Monday, March 2, 2009

Ski Report


Amazing! We survived the slopes of Utah without breaking any bones or losing any children. Permanently, that is.

I think that everyone had fun, though it's hard to gauge impressions from the 3 dependents on this adventure. One can't say anything, one can't remember anything, and the other answers "yea" to most questions (as in: Cayden, did you like skiing? "Yea!" Did you wash your hands? "Yea!" Do you want to eat poop for dinner? "Yea!")

So who really knows. But Mom, Martin and I had a good time. Ski conditions were primo, Alta has tons of slopes, it wasn't too crowded. Or frigid. Or icy. The hotel was pleasant in a homey sort of way. Good food. Kids traveled well. They stow nicely under the seat in front of you or in the overhead compartment.

Highlights from the trip: skiing back-country slopes against craggy rock faces; racing each other down the mt; watching gray, snow-packed clouds roll in; feasting on big breakfasts; and witnessing Martin's instant transformation from beginner to savvy skier.

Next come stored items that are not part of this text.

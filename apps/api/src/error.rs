use axum::Json;
use axum::http::StatusCode;
use axum::response::{IntoResponse, Response};
use dochost_core::AppError;
use serde::Serialize;
use tracing::error;

/// API error payload.
#[derive(Debug, Serialize)]
pub struct ErrorResponse {
    error: String,
}

/// HTTP API error wrapper around core application errors.
#[derive(Debug)]
pub struct ApiError(pub AppError);

impl From<AppError> for ApiError {
    fn from(value: AppError) -> Self {
        Self(value)
    }
}

impl IntoResponse for ApiError {
    fn into_response(self) -> Response {
        let status = match self.0 {
            AppError::Validation(_) => StatusCode::BAD_REQUEST,
            AppError::Unauthorized(_) => StatusCode::UNAUTHORIZED,
            AppError::PayloadTooLarge(_) => StatusCode::PAYLOAD_TOO_LARGE,
            AppError::Internal(_) => StatusCode::INTERNAL_SERVER_ERROR,
        };

        let message = match &self.0 {
            AppError::Internal(detail) => {
                error!(%detail, "request failed");
                "internal error".to_owned()
            }
            other => other.to_string(),
        };

        (status, Json(ErrorResponse { error: message })).into_response()
    }
}

/// Standard API result type.
pub type ApiResult<T> = Result<T, ApiError>;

Actually that last one isn't a highlight. It's downright irksome. And it violates the natural law of skiing. Normal people perch nervously at the top of a slushy run the length of a suburban driveway, then inch their way down in snow-plow fashion. That's just what they do. A college room mate (and most excellent skier) called these people "Spores"*. (see below).

That should have been Martin, with his next-to-nothing experience, back in 8th grade, at a rinky-dink ski resort in western Md.

But we plunked him on equipment at the top of the mt, and swoosh, off he went. Skis hugging one another together, cutting evenly through the snow. By day two, he was tackling black diamond slopes. So irritating!

Behold, the evidence. "hmm, don't see what's so hard about this skiing thing...


I will say this, however: skiing in powder stumped him. Once in powder, that natural style was replaced with that herky-jerky, what-are-these-waxed-sticks-doing-on-my-feet movement. He wiped out in yard sale** fashion.

Martin also suffered from acrophobia on the lifts. He was okay the first few days, but two incidents fostered his fear. One, when he told me he was getting spooked dangling in a chair up in the air, I felt this sudden urge to push him off to see what would happen.

And I told him that. Frequently.

Secondly, in one of his many dementia flare-ups, Dad failed to get himself on the chair lift. As it rolled along, he flailed around before falling off...

...taking Martin with him.

They only fell about 8 feet and the operator stopped the lift, dug them out of the snow and got them back on. But still, it freaked Martin out. (Dad promptly forgot.)

My father was a wild card the whole trip. Mom must have said "Peter, come on" or "no Peter, this way!" about 80 times a day. He skied just fine, but stalled out when the time came to get on a lift. Sometimes he forgot to get off as well. He lost a ski here and there, and did his gosh-darn best to lose himself on the mountain, despite being guided and monitored by a leader/follower combo.

Then he'd yell at us when we tried to give him directions...which made me want to lose him a few times.

We wrapped up each day on a lighter note: springing the kids from daycare and shuttling them back to our hotel. Transport options consisted of a local bus or ski tow-ropes. Too impatient to wait for a bus, we skied along the tow lines and piled the kids on this boogie board-type thing. It took a few runs to work out the kinks -- we lost them a couple of times when the tow line got taut (like "crack the whip," for any who remember that game). They tumbled off the board like trash from a truck, rolling over and over until they finally stopped, clumped together on the snow. But they figured it out.

































Bottom line, I'd go back to Alta. But I'd take the advice offered by two veterans of the hotel: pack a hip flask. That place is a police state in the booze department!



*"Spore" is an acronym for "stupid people on rental equipment." Admittedly, I'm probably Spore-like on occasion.

**"yard sale," to fall down leaving a trail of gear behind you.